> What you need to do: Copy each line in the data that includes the word "short".

> Stored data:
•••••

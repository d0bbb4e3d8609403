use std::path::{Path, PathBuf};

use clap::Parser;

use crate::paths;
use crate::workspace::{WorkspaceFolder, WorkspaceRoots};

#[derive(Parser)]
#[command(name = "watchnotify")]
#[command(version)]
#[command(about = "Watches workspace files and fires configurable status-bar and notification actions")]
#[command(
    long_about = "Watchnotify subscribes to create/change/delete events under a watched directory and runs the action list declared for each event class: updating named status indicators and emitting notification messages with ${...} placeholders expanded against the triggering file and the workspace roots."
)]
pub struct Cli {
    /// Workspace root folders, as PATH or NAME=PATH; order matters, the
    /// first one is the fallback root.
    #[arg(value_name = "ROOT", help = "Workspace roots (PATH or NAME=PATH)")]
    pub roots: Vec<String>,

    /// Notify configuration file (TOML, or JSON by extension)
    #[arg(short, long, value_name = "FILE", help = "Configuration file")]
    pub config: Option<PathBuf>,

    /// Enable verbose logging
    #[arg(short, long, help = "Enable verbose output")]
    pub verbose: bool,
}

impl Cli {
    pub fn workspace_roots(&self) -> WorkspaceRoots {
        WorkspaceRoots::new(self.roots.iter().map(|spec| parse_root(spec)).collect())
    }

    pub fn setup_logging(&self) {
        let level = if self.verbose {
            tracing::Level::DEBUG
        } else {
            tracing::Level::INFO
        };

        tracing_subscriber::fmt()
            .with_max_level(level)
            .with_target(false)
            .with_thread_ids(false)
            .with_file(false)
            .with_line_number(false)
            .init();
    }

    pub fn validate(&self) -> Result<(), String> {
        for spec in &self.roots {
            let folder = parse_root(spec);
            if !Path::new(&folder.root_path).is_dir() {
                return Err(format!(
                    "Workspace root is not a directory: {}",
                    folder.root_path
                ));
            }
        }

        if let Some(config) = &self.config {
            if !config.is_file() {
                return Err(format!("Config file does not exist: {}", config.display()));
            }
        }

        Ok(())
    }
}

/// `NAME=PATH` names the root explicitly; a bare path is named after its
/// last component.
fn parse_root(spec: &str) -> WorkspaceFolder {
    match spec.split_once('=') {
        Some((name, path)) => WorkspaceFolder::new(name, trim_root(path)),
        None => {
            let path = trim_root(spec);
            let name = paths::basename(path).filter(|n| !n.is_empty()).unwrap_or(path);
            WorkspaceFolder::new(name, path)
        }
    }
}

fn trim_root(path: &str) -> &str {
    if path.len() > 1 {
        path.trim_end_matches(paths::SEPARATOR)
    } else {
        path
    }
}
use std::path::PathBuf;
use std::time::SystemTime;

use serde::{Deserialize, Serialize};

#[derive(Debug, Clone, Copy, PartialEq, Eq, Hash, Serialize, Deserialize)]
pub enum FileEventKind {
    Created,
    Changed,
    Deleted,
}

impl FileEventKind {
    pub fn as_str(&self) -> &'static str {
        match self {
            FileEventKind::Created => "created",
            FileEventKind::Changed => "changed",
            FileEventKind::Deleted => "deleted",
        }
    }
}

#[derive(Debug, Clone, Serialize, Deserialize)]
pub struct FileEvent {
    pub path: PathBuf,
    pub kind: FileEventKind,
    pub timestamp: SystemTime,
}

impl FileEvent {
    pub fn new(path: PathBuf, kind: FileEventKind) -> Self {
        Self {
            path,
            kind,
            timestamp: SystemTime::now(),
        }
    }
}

•••••

> Expected output:
    #[arg(short, long, value_name = "FILE", help = "Configuration file")]
    #[arg(short, long, help = "Enable verbose output")]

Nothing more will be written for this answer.